Your assignment >> Read the data below line by line and copy each one with "TestPatternSource" in it.

Information >>
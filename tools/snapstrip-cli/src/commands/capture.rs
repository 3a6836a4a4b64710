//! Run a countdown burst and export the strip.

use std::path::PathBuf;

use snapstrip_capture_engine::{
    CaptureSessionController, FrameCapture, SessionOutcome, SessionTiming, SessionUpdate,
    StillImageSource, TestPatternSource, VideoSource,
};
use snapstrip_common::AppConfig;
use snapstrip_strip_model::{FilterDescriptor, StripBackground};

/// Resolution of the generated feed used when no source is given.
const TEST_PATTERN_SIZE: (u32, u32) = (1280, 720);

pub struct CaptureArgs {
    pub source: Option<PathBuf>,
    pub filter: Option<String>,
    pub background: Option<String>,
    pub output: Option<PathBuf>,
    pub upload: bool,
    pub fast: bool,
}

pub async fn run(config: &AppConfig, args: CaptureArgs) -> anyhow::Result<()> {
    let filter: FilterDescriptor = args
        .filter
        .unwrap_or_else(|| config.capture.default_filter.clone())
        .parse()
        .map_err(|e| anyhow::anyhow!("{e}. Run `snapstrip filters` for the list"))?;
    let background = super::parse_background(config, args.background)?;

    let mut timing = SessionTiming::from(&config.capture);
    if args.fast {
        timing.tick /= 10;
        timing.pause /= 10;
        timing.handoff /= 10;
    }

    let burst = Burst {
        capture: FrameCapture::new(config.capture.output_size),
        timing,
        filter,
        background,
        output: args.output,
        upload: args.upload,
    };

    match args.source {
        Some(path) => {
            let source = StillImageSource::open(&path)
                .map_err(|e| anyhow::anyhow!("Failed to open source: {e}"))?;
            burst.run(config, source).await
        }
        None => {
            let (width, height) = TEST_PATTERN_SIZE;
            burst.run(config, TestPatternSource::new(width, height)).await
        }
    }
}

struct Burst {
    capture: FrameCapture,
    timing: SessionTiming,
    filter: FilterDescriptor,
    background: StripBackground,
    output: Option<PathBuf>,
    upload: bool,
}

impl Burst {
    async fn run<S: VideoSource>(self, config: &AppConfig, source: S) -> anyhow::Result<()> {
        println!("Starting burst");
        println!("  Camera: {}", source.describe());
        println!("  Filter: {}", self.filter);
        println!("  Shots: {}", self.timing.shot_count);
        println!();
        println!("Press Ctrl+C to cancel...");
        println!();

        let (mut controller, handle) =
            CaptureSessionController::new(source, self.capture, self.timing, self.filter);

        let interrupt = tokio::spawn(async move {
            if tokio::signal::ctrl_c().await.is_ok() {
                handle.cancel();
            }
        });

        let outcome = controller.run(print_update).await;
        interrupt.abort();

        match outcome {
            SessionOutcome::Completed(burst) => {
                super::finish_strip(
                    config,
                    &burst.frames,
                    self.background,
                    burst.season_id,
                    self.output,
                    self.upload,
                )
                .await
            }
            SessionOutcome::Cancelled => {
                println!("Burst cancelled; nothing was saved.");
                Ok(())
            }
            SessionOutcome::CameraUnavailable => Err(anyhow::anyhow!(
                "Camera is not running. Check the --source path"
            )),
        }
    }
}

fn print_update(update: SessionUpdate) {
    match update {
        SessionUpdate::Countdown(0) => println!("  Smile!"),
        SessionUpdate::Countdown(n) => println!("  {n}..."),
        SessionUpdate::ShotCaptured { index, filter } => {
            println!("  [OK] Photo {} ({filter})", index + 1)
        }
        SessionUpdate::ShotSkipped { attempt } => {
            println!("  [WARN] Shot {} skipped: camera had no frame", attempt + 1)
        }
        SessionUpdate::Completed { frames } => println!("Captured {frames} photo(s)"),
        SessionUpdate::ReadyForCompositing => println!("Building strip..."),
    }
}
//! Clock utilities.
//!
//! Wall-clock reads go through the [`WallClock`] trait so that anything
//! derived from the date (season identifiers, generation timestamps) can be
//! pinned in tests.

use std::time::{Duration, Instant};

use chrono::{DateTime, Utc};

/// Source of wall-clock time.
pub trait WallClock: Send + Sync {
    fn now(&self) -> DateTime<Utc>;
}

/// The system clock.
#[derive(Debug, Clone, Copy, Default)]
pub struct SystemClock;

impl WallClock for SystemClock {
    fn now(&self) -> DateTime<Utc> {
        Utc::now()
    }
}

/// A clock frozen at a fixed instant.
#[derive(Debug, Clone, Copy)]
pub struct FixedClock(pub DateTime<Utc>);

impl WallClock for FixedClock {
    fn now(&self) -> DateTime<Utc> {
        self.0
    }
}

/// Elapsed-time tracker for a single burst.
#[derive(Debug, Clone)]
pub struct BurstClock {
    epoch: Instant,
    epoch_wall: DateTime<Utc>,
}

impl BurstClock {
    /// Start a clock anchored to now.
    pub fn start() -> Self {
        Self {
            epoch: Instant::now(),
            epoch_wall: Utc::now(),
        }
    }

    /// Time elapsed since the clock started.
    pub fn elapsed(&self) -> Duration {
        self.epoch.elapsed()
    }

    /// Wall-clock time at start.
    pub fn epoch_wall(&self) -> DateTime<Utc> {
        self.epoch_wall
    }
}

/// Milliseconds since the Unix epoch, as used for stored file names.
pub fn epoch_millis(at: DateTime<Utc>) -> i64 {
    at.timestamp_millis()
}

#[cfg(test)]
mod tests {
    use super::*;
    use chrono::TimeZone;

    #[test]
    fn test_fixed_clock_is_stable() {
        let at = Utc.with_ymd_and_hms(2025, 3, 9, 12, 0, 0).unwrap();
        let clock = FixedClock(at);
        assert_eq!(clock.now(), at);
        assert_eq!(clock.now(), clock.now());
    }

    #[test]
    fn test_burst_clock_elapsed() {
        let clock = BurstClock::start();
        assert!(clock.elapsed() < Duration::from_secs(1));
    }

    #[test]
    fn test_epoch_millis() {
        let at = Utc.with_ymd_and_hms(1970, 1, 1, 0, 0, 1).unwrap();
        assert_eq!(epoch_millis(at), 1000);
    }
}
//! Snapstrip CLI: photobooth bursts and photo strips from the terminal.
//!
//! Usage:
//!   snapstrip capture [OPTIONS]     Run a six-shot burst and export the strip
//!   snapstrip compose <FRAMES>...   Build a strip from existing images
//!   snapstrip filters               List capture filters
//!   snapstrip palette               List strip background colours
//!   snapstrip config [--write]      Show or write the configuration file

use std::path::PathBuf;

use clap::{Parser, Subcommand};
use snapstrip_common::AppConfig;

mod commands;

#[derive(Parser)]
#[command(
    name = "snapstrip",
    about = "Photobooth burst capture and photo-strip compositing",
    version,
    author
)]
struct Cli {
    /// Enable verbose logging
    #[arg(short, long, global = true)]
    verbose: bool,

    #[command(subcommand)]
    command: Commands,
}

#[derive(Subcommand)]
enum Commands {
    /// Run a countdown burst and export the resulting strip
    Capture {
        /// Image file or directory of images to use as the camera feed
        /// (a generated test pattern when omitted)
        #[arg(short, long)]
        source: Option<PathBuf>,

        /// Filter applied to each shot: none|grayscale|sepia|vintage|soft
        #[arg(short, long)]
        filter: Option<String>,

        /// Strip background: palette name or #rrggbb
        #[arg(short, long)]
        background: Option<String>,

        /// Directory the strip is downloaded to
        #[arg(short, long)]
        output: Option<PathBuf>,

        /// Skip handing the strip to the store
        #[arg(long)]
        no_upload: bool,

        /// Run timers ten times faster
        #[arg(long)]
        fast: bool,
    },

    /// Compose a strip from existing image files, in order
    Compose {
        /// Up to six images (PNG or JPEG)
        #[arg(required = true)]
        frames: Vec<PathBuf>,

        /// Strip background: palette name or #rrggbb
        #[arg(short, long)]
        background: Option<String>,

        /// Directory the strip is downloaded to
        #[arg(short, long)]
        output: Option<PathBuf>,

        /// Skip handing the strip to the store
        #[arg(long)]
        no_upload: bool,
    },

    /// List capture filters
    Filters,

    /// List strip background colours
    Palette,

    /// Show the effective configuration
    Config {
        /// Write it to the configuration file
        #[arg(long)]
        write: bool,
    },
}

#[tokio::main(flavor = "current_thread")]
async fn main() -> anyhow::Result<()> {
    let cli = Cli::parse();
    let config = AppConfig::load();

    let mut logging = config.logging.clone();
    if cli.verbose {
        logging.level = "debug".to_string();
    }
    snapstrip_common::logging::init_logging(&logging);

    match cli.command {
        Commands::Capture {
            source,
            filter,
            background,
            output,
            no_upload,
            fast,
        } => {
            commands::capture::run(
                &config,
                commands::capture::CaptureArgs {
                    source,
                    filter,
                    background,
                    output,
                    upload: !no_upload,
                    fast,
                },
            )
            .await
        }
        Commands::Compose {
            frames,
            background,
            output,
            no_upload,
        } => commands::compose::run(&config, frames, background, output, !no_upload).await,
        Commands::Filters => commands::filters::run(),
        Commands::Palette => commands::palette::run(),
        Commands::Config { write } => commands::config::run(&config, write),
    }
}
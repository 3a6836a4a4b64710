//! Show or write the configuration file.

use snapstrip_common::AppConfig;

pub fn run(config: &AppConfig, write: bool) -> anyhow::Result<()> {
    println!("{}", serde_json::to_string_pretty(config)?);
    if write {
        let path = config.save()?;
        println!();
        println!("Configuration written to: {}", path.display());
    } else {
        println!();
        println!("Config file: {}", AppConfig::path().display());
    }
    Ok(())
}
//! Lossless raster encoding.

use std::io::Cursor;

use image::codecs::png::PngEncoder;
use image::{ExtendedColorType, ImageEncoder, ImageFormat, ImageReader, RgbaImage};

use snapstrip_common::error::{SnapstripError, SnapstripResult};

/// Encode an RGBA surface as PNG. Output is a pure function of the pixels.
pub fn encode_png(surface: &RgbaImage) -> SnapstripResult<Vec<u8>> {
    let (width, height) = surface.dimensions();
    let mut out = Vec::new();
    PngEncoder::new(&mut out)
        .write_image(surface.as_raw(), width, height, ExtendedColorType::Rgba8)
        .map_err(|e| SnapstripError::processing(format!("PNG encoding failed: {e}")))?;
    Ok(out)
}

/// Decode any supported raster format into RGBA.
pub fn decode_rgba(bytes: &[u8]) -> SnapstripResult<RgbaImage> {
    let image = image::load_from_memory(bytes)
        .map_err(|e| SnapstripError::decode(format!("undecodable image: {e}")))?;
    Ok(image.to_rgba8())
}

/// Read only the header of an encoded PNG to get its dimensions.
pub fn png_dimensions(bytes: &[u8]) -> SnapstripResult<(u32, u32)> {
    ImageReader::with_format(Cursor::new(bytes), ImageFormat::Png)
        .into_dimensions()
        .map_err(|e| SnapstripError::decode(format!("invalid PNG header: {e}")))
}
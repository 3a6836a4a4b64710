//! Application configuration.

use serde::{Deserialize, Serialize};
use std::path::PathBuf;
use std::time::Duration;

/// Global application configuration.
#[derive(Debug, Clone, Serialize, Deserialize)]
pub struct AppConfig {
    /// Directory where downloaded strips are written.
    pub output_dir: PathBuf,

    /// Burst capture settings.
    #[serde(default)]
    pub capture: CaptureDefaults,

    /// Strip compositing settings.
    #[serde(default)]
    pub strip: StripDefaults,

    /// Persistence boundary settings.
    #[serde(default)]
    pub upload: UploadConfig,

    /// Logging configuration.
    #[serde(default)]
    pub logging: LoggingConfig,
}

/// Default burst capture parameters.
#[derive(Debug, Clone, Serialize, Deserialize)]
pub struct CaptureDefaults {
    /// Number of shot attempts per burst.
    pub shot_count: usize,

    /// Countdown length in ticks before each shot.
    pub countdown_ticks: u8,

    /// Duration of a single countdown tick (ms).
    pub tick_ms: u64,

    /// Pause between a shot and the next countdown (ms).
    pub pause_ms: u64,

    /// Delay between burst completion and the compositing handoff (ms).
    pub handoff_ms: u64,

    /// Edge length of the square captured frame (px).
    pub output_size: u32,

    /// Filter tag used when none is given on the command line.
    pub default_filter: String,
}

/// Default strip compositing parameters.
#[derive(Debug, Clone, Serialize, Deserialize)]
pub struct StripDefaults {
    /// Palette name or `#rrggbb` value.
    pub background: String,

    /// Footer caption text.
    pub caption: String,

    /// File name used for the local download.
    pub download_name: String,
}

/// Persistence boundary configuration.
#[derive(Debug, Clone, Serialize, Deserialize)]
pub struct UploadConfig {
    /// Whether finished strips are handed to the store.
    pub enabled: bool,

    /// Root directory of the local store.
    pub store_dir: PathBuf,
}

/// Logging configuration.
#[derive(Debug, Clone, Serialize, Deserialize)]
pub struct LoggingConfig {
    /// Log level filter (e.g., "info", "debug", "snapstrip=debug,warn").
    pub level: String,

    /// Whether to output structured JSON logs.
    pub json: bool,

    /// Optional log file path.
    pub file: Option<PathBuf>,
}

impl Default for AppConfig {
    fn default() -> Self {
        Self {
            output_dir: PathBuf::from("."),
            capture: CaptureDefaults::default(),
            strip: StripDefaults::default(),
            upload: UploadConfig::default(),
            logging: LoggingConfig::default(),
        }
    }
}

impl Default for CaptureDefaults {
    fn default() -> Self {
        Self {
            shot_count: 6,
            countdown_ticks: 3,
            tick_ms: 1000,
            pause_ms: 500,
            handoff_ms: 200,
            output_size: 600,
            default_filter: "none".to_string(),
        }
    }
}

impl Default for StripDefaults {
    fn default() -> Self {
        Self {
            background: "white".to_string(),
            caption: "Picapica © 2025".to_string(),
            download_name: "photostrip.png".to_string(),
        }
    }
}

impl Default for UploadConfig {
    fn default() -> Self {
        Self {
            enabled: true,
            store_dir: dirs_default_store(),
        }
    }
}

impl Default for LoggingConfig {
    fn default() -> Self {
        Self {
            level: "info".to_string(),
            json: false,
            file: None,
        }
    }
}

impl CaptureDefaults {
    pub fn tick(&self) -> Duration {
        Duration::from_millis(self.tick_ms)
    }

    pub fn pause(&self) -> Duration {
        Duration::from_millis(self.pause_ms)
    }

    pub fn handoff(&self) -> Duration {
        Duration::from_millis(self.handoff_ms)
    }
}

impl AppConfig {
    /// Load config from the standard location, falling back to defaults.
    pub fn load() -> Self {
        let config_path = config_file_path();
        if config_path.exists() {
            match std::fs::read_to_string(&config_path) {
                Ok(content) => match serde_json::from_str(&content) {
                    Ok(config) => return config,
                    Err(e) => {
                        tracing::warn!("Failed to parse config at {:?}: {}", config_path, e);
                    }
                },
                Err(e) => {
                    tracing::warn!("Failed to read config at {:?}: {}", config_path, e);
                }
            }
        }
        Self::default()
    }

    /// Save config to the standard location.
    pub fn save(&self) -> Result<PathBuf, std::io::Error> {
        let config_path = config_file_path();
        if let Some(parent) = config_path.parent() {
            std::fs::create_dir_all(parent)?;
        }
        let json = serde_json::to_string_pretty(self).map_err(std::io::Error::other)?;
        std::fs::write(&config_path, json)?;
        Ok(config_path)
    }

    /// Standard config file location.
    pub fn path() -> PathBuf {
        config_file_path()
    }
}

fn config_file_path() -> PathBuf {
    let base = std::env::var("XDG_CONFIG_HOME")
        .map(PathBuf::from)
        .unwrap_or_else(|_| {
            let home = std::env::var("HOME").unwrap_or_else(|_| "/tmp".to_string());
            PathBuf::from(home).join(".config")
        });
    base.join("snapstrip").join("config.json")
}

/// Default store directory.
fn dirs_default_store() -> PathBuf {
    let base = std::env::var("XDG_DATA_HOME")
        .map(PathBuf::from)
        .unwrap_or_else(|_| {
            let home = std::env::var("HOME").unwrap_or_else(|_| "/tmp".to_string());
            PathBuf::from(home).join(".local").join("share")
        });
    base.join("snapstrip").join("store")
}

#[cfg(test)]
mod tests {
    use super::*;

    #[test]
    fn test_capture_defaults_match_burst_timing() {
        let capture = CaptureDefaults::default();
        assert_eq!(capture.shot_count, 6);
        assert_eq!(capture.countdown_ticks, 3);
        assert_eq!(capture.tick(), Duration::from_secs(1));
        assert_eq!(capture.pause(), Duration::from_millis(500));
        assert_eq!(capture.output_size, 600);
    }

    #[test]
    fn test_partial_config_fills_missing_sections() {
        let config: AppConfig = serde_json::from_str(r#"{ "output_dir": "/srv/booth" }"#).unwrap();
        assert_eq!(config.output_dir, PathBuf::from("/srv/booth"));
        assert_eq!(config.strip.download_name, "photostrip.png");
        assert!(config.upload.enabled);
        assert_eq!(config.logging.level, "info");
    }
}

Written response >>
    StillImageSource, TestPatternSource, VideoSource,
            burst.run(config, TestPatternSource::new(width, height)).await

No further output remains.